Hypoparathyroidism Associated with the DNA Variants in Non-Coding Sequence Region of Calcium-Sensing Receptor

Abstract A stable narrow range of extracellular calcium concentration in the blood is essential for life. The calcium-sensing receptor (CaSR), a member of the G protein-coupled receptors family, is required to adjust the set point of blood extracellular calcium concentration, thus regulate parathyroid hormone (PTH) secretion and renal calcium excretion. Loss or gain function of CaSR mutations may result in either hyper- or hypocalcaemia. The CaSR activating mutations increase its sensitivity to extracellular ionized calcium (Ca2+). As consequence, PTH synthesis and secretion are suppressed continuously at normal ionized calcium concentrations. Patients display hypocalcaemia, hyperphosphatemia and lower levels of PTH. Urinary calcium excretion is increased due to the decreased circulating inappropriately PTH level and the activation of the renal tubular CaSR. Therefore, CaSR becomes a good potential clinical therapeutic target for hypoparathyroidism treatment. In order to define new drugs and improve medical management of hypoparathyroidism patients, this study attempts to identify new CaSR variants and analyse in detail the functional change of these CaSR variants, thus better understand the molecular mechanism involved. The study is based on collected hypoparathyroidism patients in our clinical site. In the study we enrolled in 10 patients, obtained all their clinical results and DNA results from seven patients. Our results indicated that the effect of serum intact PTH level correlated to change of serum Ca2+ and phosphate level.

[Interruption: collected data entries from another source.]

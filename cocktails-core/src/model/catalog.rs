//! src/model/catalog.rs
//! ============================================================================
//! # Catalog wire types
//!
//! `CatalogItem` is an immutable snapshot of one cocktail as served by the
//! remote catalog; `CatalogPage` is one page of them plus pagination metadata.

use serde::{Deserialize, Serialize};

/// Stable catalog identifier, unique across pages.
pub type ItemId = u64;

#[derive(Debug, Clone, PartialEq, Eq, Serialize, Deserialize)]
#[serde(rename_all = "camelCase")]
pub struct CatalogItem {
    pub id: ItemId,
    pub name: String,
    #[serde(default)]
    pub category: String,
    /// Serving vessel
    #[serde(default)]
    pub glass: String,
    #[serde(default)]
    pub instructions: String,
    #[serde(default)]
    pub image_url: String,
    pub alcoholic: bool,
    /// Opaque, display-only
    #[serde(default)]
    pub created_at: Option<String>,
    #[serde(default)]
    pub updated_at: Option<String>,
}

#[derive(Debug, Clone, Copy, PartialEq, Eq, Serialize, Deserialize)]
#[serde(rename_all = "camelCase")]
pub struct PageMeta {
    pub last_page: u32,
}

#[derive(Debug, Clone, PartialEq, Eq, Serialize, Deserialize)]
pub struct CatalogPage {
    pub data: Vec<CatalogItem>,
    pub meta: PageMeta,
}
//! src/controller/keymap.rs
//! ============================================================================
//! # KeyMap: terminal key events → actions
//!
//! Translation depends on where the user is: the listing in browse mode, the
//! listing with the search box focused, the detail screen, or the help
//! overlay.

use crossterm::event::{KeyCode, KeyEvent, KeyEventKind, KeyModifiers};

use crate::controller::actions::Action;

/// Input context the key map needs.
#[derive(Debug, Clone, Copy, PartialEq, Eq)]
pub enum KeyContext {
    Browse,
    Search,
    Detail,
    Help,
}

pub struct KeyMap;

impl KeyMap {
    pub fn map(key: KeyEvent, ctx: KeyContext) -> Option<Action> {
        if key.kind == KeyEventKind::Release {
            return None;
        }

        if key.modifiers.contains(KeyModifiers::CONTROL) && key.code == KeyCode::Char('c') {
            return Some(Action::Quit);
        }

        match ctx {
            KeyContext::Help => Self::help(key),
            KeyContext::Search => Self::search(key),
            KeyContext::Detail => Self::detail(key),
            KeyContext::Browse => Self::browse(key),
        }
    }

    fn browse(key: KeyEvent) -> Option<Action> {
        let action = match key.code {
            KeyCode::Char('q') => Action::Quit,
            KeyCode::Up | KeyCode::Char('k') => Action::MoveSelectionUp,
            KeyCode::Down | KeyCode::Char('j') => Action::MoveSelectionDown,
            KeyCode::PageUp => Action::PageUp,
            KeyCode::PageDown => Action::PageDown,
            KeyCode::Home | KeyCode::Char('g') => Action::SelectFirst,
            KeyCode::End | KeyCode::Char('G') => Action::SelectLast,
            KeyCode::Enter => Action::OpenSelected,
            KeyCode::Char(' ') | KeyCode::Char('l') => Action::ToggleFavorite,
            KeyCode::Char('/') => Action::EnterSearch,
            KeyCode::Char('a') => Action::ToggleAlcoholic,
            KeyCode::Char('n') => Action::ToggleNonAlcoholic,
            KeyCode::Char('f') => Action::ToggleFavoritesOnly,
            KeyCode::Char('m') => Action::LoadMore,
            KeyCode::Char('?') => Action::ToggleHelp,
            _ => return None,
        };
        Some(action)
    }

    fn search(key: KeyEvent) -> Option<Action> {
        match key.code {
            KeyCode::Enter | KeyCode::Esc => Some(Action::ExitSearch),
            KeyCode::Backspace => Some(Action::SearchBackspace),
            KeyCode::Char('u') if key.modifiers.contains(KeyModifiers::CONTROL) => {
                Some(Action::ClearSearch)
            }
            KeyCode::Up => Some(Action::MoveSelectionUp),
            KeyCode::Down => Some(Action::MoveSelectionDown),
            KeyCode::Char(c)
                if !key
                    .modifiers
                    .intersects(KeyModifiers::CONTROL | KeyModifiers::ALT) =>
            {
                Some(Action::SearchInput(c))
            }
            _ => None,
        }
    }

    fn detail(key: KeyEvent) -> Option<Action> {
        let action = match key.code {
            KeyCode::Char('q') => Action::Quit,
            KeyCode::Esc | KeyCode::Backspace | KeyCode::Char('b') => Action::Back,
            KeyCode::Char(' ') | KeyCode::Char('l') => Action::ToggleFavorite,
            KeyCode::Char('?') => Action::ToggleHelp,
            _ => return None,
        };
        Some(action)
    }

    fn help(key: KeyEvent) -> Option<Action> {
        match key.code {
            KeyCode::Char('q') => Some(Action::Quit),
            KeyCode::Esc | KeyCode::Char('?') | KeyCode::Enter => Some(Action::CloseOverlay),
            _ => None,
        }
    }
}

#[cfg(test)]
mod tests {
    use super::*;

    fn key(code: KeyCode) -> KeyEvent {
        KeyEvent::new(code, KeyModifiers::NONE)
    }

    #[test]
    fn test_letters_are_commands_in_browse_and_text_in_search() {
        assert_eq!(
            KeyMap::map(key(KeyCode::Char('a')), KeyContext::Browse),
            Some(Action::ToggleAlcoholic)
        );
        assert_eq!(
            KeyMap::map(key(KeyCode::Char('a')), KeyContext::Search),
            Some(Action::SearchInput('a'))
        );
        assert_eq!(
            KeyMap::map(key(KeyCode::Char('q')), KeyContext::Search),
            Some(Action::SearchInput('q'))
        );
    }

    #[test]
    fn test_ctrl_c_always_quits() {
        let ctrl_c = KeyEvent::new(KeyCode::Char('c'), KeyModifiers::CONTROL);
        for ctx in [
            KeyContext::Browse,
            KeyContext::Search,
            KeyContext::Detail,
            KeyContext::Help,
        ] {
            assert_eq!(KeyMap::map(ctrl_c, ctx), Some(Action::Quit));
        }
    }

    #[test]
    fn test_detail_bindings() {
        assert_eq!(
            KeyMap::map(key(KeyCode::Esc), KeyContext::Detail),
            Some(Action::Back)
        );
        assert_eq!(
            KeyMap::map(key(KeyCode::Char(' ')), KeyContext::Detail),
            Some(Action::ToggleFavorite)
        );
        assert_eq!(KeyMap::map(key(KeyCode::Char('a')), KeyContext::Detail), None);
    }

    #[test]
    fn test_ctrl_u_clears_search() {
        let ctrl_u = KeyEvent::new(KeyCode::Char('u'), KeyModifiers::CONTROL);
        assert_eq!(
            KeyMap::map(ctrl_u, KeyContext::Search),
            Some(Action::ClearSearch)
        );
    }

    #[test]
    fn test_release_events_are_ignored() {
        let mut release = key(KeyCode::Char('q'));
        release.kind = KeyEventKind::Release;
        assert_eq!(KeyMap::map(release, KeyContext::Browse), None);
    }
}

The CaSR carrying newly identified DNA variants displayed strong phosphorylation of phospholipase C and mitogen-activated protein kinases. Although the size of clinical cases need to be accumulated, current cases have showed a tendency that the identified multiple DNA variants in CaSR gene revealed an effect on the diagnostic criterion of the hypocalcaemic syndrome. It is undeniable that our research has certain limitations. So far, we tested several DNA variants at the same time, further functional examination for individual DNA variant would largely help to be better understand the mechanisms of CaSR regulation on extracellular calcium concentration.